**PROBLEM TO WORK ON:** Across the records below, how many lines include the string "QuantaInstant"? Respond with the number only.

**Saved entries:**
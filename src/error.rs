//! Application error type rendered as HTML pages.
//!
//! Public routes serve people following shortlinks, so failures render
//! the not-found/error pages rather than JSON. The admin cache
//! endpoints build their JSON envelopes directly and do not go through
//! this type.

use askama::Template;
use askama_web::WebTemplate;
use axum::http::StatusCode;
use axum::response::{IntoResponse, Response};
use std::any::Any;
use tracing::error;

/// Template for the not-found page (`templates/not_found.html`).
#[derive(Template, WebTemplate)]
#[template(path = "not_found.html")]
pub struct NotFoundTemplate {}

/// Template for the generic error page (`templates/error.html`).
#[derive(Template, WebTemplate)]
#[template(path = "error.html")]
struct ErrorTemplate {
    message: String,
}

#[derive(Debug)]
pub enum AppError {
    /// Alias or post absent upstream, or an unusable upstream payload.
    NotFound,
    /// Unexpected failure; the message is logged and only shown on the
    /// page in debug builds.
    Internal { message: String },
}

impl AppError {
    pub fn not_found() -> Self {
        Self::NotFound
    }

    pub fn internal(message: impl Into<String>) -> Self {
        Self::Internal {
            message: message.into(),
        }
    }
}

impl IntoResponse for AppError {
    fn into_response(self) -> Response {
        match self {
            AppError::NotFound => {
                (StatusCode::NOT_FOUND, NotFoundTemplate {}).into_response()
            }
            AppError::Internal { message } => {
                error!("Internal error: {}", message);

                let shown = if cfg!(debug_assertions) {
                    message
                } else {
                    "Internal server error".to_string()
                };

                (
                    StatusCode::INTERNAL_SERVER_ERROR,
                    ErrorTemplate { message: shown },
                )
                    .into_response()
            }
        }
    }
}

/// Converts a caught panic into the generic error page.
///
/// Installed as the `CatchPanicLayer` handler so nothing escaping a
/// handler can take the connection down without a response.
pub fn panic_response(err: Box<dyn Any + Send + 'static>) -> Response {
    let message = if let Some(s) = err.downcast_ref::<String>() {
        s.clone()
    } else if let Some(s) = err.downcast_ref::<&str>() {
        (*s).to_string()
    } else {
        "unknown panic".to_string()
    };

    AppError::internal(message).into_response()
}
//! Alias sanitization for the public redirect path.

use regex::Regex;
use std::sync::LazyLock;

static DISALLOWED: LazyLock<Regex> = LazyLock::new(|| Regex::new(r"[^A-Za-z0-9\s_-]").unwrap());
static WHITESPACE: LazyLock<Regex> = LazyLock::new(|| Regex::new(r"\s+").unwrap());
static DASH_RUNS: LazyLock<Regex> = LazyLock::new(|| Regex::new(r"-{2,}").unwrap());
static UNDERSCORE_RUNS: LazyLock<Regex> = LazyLock::new(|| Regex::new(r"_{2,}").unwrap());

/// Result of sanitizing a raw alias path segment.
#[derive(Debug, Clone, PartialEq, Eq)]
pub struct SanitizedAlias {
    /// Canonical alias with only letters, digits, `-` and `_`.
    pub alias: String,
    /// True when the trimmed input ended with `+`, asking for the
    /// details page instead of a redirect.
    pub is_info_request: bool,
}

/// Normalizes a raw path segment into a canonical alias.
///
/// The transformation never fails; hostile input degrades to an empty
/// alias which callers treat as not found.
///
/// Steps, in order:
/// 1. Trim surrounding whitespace and note a trailing `+` marker.
/// 2. Drop every character outside letters, digits, whitespace, `-`, `_`.
/// 3. Collapse whitespace runs into a single `-`.
/// 4. Collapse `-` runs, then `_` runs.
/// 5. Strip leading/trailing `-`, then leading/trailing `_`.
pub fn sanitize_alias(raw: &str) -> SanitizedAlias {
    let trimmed = raw.trim();
    let is_info_request = trimmed.ends_with('+');

    let stripped = DISALLOWED.replace_all(trimmed, "");
    let dashed = WHITESPACE.replace_all(&stripped, "-");
    let dashed = DASH_RUNS.replace_all(&dashed, "-");
    let collapsed = UNDERSCORE_RUNS.replace_all(&dashed, "_");
    let alias = collapsed.trim_matches('-').trim_matches('_').to_string();

    SanitizedAlias {
        alias,
        is_info_request,
    }
}

#[cfg(test)]
mod tests {
    use super::*;

    fn alias_of(raw: &str) -> String {
        sanitize_alias(raw).alias
    }

    #[test]
    fn strips_punctuation_and_joins_words() {
        assert_eq!(alias_of("My Cool Alias!!"), "My-Cool-Alias");
    }

    #[test]
    fn collapses_underscore_runs() {
        assert_eq!(alias_of("a__b"), "a_b");
    }

    #[test]
    fn collapses_dash_runs() {
        assert_eq!(alias_of("a---b"), "a-b");
    }

    #[test]
    fn trims_surrounding_separators() {
        assert_eq!(alias_of("  --a--  "), "a");
        assert_eq!(alias_of("__a__"), "a");
    }

    #[test]
    fn detects_info_request_marker() {
        let result = sanitize_alias("alias+");
        assert_eq!(result.alias, "alias");
        assert!(result.is_info_request);
    }

    #[test]
    fn plain_alias_is_not_info_request() {
        let result = sanitize_alias("alias");
        assert_eq!(result.alias, "alias");
        assert!(!result.is_info_request);
    }

    #[test]
    fn hostile_input_degrades_to_empty() {
        assert_eq!(alias_of("!!!???"), "");
        assert_eq!(alias_of(""), "");
        let bare_marker = sanitize_alias("+");
        assert_eq!(bare_marker.alias, "");
        assert!(bare_marker.is_info_request);
    }

    #[test]
    fn preserves_allowed_charset() {
        assert_eq!(alias_of("Ql9y"), "Ql9y");
        assert_eq!(alias_of("my-alias_2024"), "my-alias_2024");
    }
}
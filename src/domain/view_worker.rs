//! Background worker draining the view-count queue.

use std::sync::Arc;
use tokio::sync::mpsc;
use tracing::{debug, warn};

use crate::domain::upstream::UpstreamStore;
use crate::domain::view_event::ViewEvent;

/// Consumes view events and relays each to the upstream counter
/// endpoint.
///
/// The worker is the only consumer of view-increment results: failures
/// are logged and dropped, so a flaky upstream can never turn into a
/// user-visible redirect error. Ordering relative to the redirect
/// response is not guaranteed.
pub async fn run_view_worker(mut rx: mpsc::Receiver<ViewEvent>, store: Arc<dyn UpstreamStore>) {
    while let Some(event) = rx.recv().await {
        match store.count_view(&event.alias).await {
            Ok(()) => debug!(alias = %event.alias, "View counted"),
            Err(e) => warn!(
                alias = %event.alias,
                requested_at = %event.requested_at,
                error = %e,
                "Add view failed"
            ),
        }
    }
    debug!("View queue closed, worker exiting");
}
use shortlink_redirector::config::Config;
use shortlink_redirector::server;

use tracing_subscriber::EnvFilter;

#[tokio::main]
async fn main() -> anyhow::Result<()> {
    dotenvy::dotenv().ok();

    let config = Config::from_env()?;
    config.validate()?;

    init_tracing(&config);

    server::run(config).await
}

fn init_tracing(config: &Config) {
    let filter = EnvFilter::try_from_default_env()
        .unwrap_or_else(|_| EnvFilter::new(config.log_level.clone()));

    if config.log_format == "json" {
        tracing_subscriber::fmt()
            .with_env_filter(filter)
            .json()
            .init();
    } else {
        tracing_subscriber::fmt().with_env_filter(filter).init();
    }
}
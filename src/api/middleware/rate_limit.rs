//! Rate limiting middleware using token bucket algorithm.

use governor::clock::QuantaInstant;
use governor::middleware::NoOpMiddleware;
use std::sync::Arc;
use tower_governor::{
    GovernorLayer, governor::GovernorConfigBuilder, key_extractor::PeerIpKeyExtractor,
};

/// Creates a strict rate limiter for the admin cache endpoints.
///
/// # Limits
///
/// - **Rate**: 1 request per second
/// - **Burst**: 10 requests
///
/// Keyed per client IP from the socket peer address; requires the
/// server to run with `into_make_service_with_connect_info`. Requests
/// over the limit receive `429 Too Many Requests`.
///
/// Flush and delete are mutation endpoints guarded by a shared secret,
/// so brute-forcing the secret gets throttled here.
pub fn admin_layer()
-> GovernorLayer<PeerIpKeyExtractor, NoOpMiddleware<QuantaInstant>, axum::body::Body> {
    let governor_conf = Arc::new(
        GovernorConfigBuilder::default()
            .per_second(1)
            .burst_size(10)
            .finish()
            .unwrap(),
    );

    GovernorLayer::new(governor_conf)
}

**ANSWER SPACE:** 2